TASK DETAILS: What you return must be every line below that includes the word "println".

DATASET CONTENT:
+ + + + + + +
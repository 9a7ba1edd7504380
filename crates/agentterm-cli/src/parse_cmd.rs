//! `agentterm parse`: replay a captured transcript through an adapter.
//!
//! Each input line is fed to the adapter as one raw fragment, the way a PTY
//! would deliver a line-buffered screen update. Events are printed as JSON
//! lines.

use std::io::{Read, Write};
use std::path::Path;

use anyhow::{Context, Result};
use futures::StreamExt;

use agentterm_core::adapter::{Adapter, AgentEvent, RawStream};

/// Split a transcript into raw fragments, keeping each line terminator.
pub fn fragments(transcript: &str) -> Vec<String> {
    transcript.split_inclusive('\n').map(str::to_string).collect()
}

/// Run `transcript` through `adapter` and collect the events.
pub async fn parse_transcript(adapter: &dyn Adapter, transcript: &str) -> Vec<AgentEvent> {
    let raw: RawStream = Box::pin(futures::stream::iter(fragments(transcript)));
    adapter.parse(raw).collect().await
}

/// Execute `agentterm parse`.
pub async fn run_parse(adapter: &dyn Adapter, file: Option<&Path>) -> Result<()> {
    let transcript = match file {
        Some(path) => std::fs::read(path)
            .with_context(|| format!("failed to read transcript {}", path.display()))?,
        None => {
            let mut buf = Vec::new();
            std::io::stdin()
                .read_to_end(&mut buf)
                .context("failed to read transcript from stdin")?;
            buf
        }
    };
    let transcript = String::from_utf8_lossy(&transcript);

    let events = parse_transcript(adapter, &transcript).await;
    tracing::debug!(agent = %adapter.agent(), events = events.len(), "transcript parsed");

    let mut out = std::io::stdout().lock();
    for event in &events {
        let line = serde_json::to_string(event).context("failed to serialize event")?;
        writeln!(out, "{line}")?;
    }
    Ok(())
}
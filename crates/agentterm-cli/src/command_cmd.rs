//! `agentterm command`: show how an agent would be spawned.

use std::collections::BTreeMap;
use std::path::PathBuf;

use anyhow::{Context, Result};
use serde::Serialize;

use agentterm_core::adapter::{Adapter, AdapterRegistry, AgentKind, SpawnOptions};
use agentterm_core::delivery::{DeliveryConfig, chunk_prompt};

/// How the initial prompt reaches the agent.
#[derive(Debug, Clone, PartialEq, Eq, Serialize)]
#[serde(tag = "mode", rename_all = "kebab-case")]
pub enum PromptDeliveryPlan {
    /// No prompt was given.
    None,
    /// Passed on the command line.
    Argument,
    /// Typed into the session once it reports ready.
    Interactive {
        ready_timeout_ms: u64,
        chunks: usize,
        chunk_delay_ms: u64,
    },
}

/// Everything the PTY host would be asked to run.
#[derive(Debug, Clone, PartialEq, Eq, Serialize)]
pub struct SpawnPlan {
    pub agent: AgentKind,
    pub command: String,
    pub args: Vec<String>,
    pub cwd: PathBuf,
    pub env: BTreeMap<String, String>,
    pub prompt: PromptDeliveryPlan,
}

pub fn spawn_plan(adapter: &dyn Adapter, options: &SpawnOptions, delivery: &DeliveryConfig) -> SpawnPlan {
    let prompt = match options.non_empty_prompt() {
        None => PromptDeliveryPlan::None,
        Some(prompt) if adapter.interactive_prompt() => PromptDeliveryPlan::Interactive {
            ready_timeout_ms: delivery.ready_timeout.as_millis() as u64,
            chunks: chunk_prompt(prompt, delivery.chunk_size).len(),
            chunk_delay_ms: delivery.chunk_delay.as_millis() as u64,
        },
        Some(_) => PromptDeliveryPlan::Argument,
    };

    SpawnPlan {
        agent: adapter.agent(),
        command: adapter.build_command(),
        args: adapter.build_args(options),
        cwd: options.cwd.clone(),
        env: adapter.build_env().into_iter().collect(),
        prompt,
    }
}

/// Execute `agentterm command`.
pub fn run_command(
    adapters: &AdapterRegistry,
    delivery: &DeliveryConfig,
    options: SpawnOptions,
    json: bool,
) -> Result<()> {
    let adapter = adapters
        .get(options.agent)
        .with_context(|| format!("no adapter registered for {}", options.agent))?;
    let plan = spawn_plan(adapter.as_ref(), &options, delivery);

    if json {
        println!("{}", serde_json::to_string_pretty(&plan)?);
        return Ok(());
    }

    println!("agent:   {}", plan.agent);
    println!("command: {}", plan.command);
    println!("args:    {}", format_args_list(&plan.args));
    println!("cwd:     {}", plan.cwd.display());
    if plan.env.is_empty() {
        println!("env:     (inherited)");
    } else {
        println!("env:");
        for (key, value) in &plan.env {
            println!("  {key}={value}");
        }
    }
    match &plan.prompt {
        PromptDeliveryPlan::None => println!("prompt:  none"),
        PromptDeliveryPlan::Argument => println!("prompt:  passed as argument"),
        PromptDeliveryPlan::Interactive {
            ready_timeout_ms,
            chunks,
            chunk_delay_ms,
        } => println!(
            "prompt:  typed after ready (timeout {ready_timeout_ms}ms), {chunks} chunk(s) {chunk_delay_ms}ms apart"
        ),
    }
    Ok(())
}

/// Render arguments the way a shell would need them.
fn format_args_list(args: &[String]) -> String {
    if args.is_empty() {
        return "(none)".to_string();
    }
    args.iter()
        .map(|arg| {
            if arg.is_empty() || arg.contains(|c: char| c.is_whitespace() || c == '\'' || c == '"') {
                format!("'{}'", arg.replace('\'', r"'\''"))
            } else {
                arg.clone()
            }
        })
        .collect::<Vec<_>>()
        .join(" ")
}

#[cfg(test)]
mod tests {
    use super::*;
    use agentterm_core::adapter::{ClaudeAdapter, CodexAdapter};

    #[test]
    fn codex_prompt_goes_on_the_command_line() {
        let options = SpawnOptions::new(AgentKind::Codex, "/repo").with_prompt("add tests");
        let plan = spawn_plan(&CodexAdapter::new(), &options, &DeliveryConfig::default());
        assert_eq!(plan.command, "codex");
        assert_eq!(plan.args, vec!["--prompt", "add tests"]);
        assert_eq!(plan.prompt, PromptDeliveryPlan::Argument);
        assert!(plan.env.is_empty());
    }

    #[test]
    fn claude_prompt_is_scheduled() {
        let options = SpawnOptions::new(AgentKind::Claude, "/repo").with_prompt("x".repeat(2500));
        let plan = spawn_plan(&ClaudeAdapter::new(), &options, &DeliveryConfig::default());
        assert!(plan.args.is_empty());
        assert_eq!(
            plan.prompt,
            PromptDeliveryPlan::Interactive {
                ready_timeout_ms: 15_000,
                chunks: 3,
                chunk_delay_ms: 10,
            }
        );
    }

    #[test]
    fn blank_prompt_means_no_delivery() {
        let options = SpawnOptions::new(AgentKind::Claude, "/repo").with_prompt("  ");
        let plan = spawn_plan(&ClaudeAdapter::new(), &options, &DeliveryConfig::default());
        assert_eq!(plan.prompt, PromptDeliveryPlan::None);
    }

    #[test]
    fn plan_serializes_with_tagged_prompt_mode() {
        let options = SpawnOptions::new(AgentKind::Codex, "/repo");
        let plan = spawn_plan(&CodexAdapter::new(), &options, &DeliveryConfig::default());
        let json = serde_json::to_value(&plan).unwrap();
        assert_eq!(json["agent"], "codex");
        assert_eq!(json["prompt"]["mode"], "none");
    }

    #[test]
    fn args_with_spaces_are_quoted() {
        let args = vec!["--prompt".to_string(), "it's broken".to_string(), String::new()];
        assert_eq!(format_args_list(&args), r"--prompt 'it'\''s broken' ''");
        assert_eq!(format_args_list(&[]), "(none)");
    }
}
+ + + + + + +
REPLY:
        println!("{}", serde_json::to_string_pretty(&plan)?);
    println!("agent:   {}", plan.agent);
    println!("command: {}", plan.command);
    println!("args:    {}", format_args_list(&plan.args));
    println!("cwd:     {}", plan.cwd.display());
        println!("env:     (inherited)");
        println!("env:");
            println!("  {key}={value}");
        PromptDeliveryPlan::None => println!("prompt:  none"),
        PromptDeliveryPlan::Argument => println!("prompt:  passed as argument"),
        } => println!(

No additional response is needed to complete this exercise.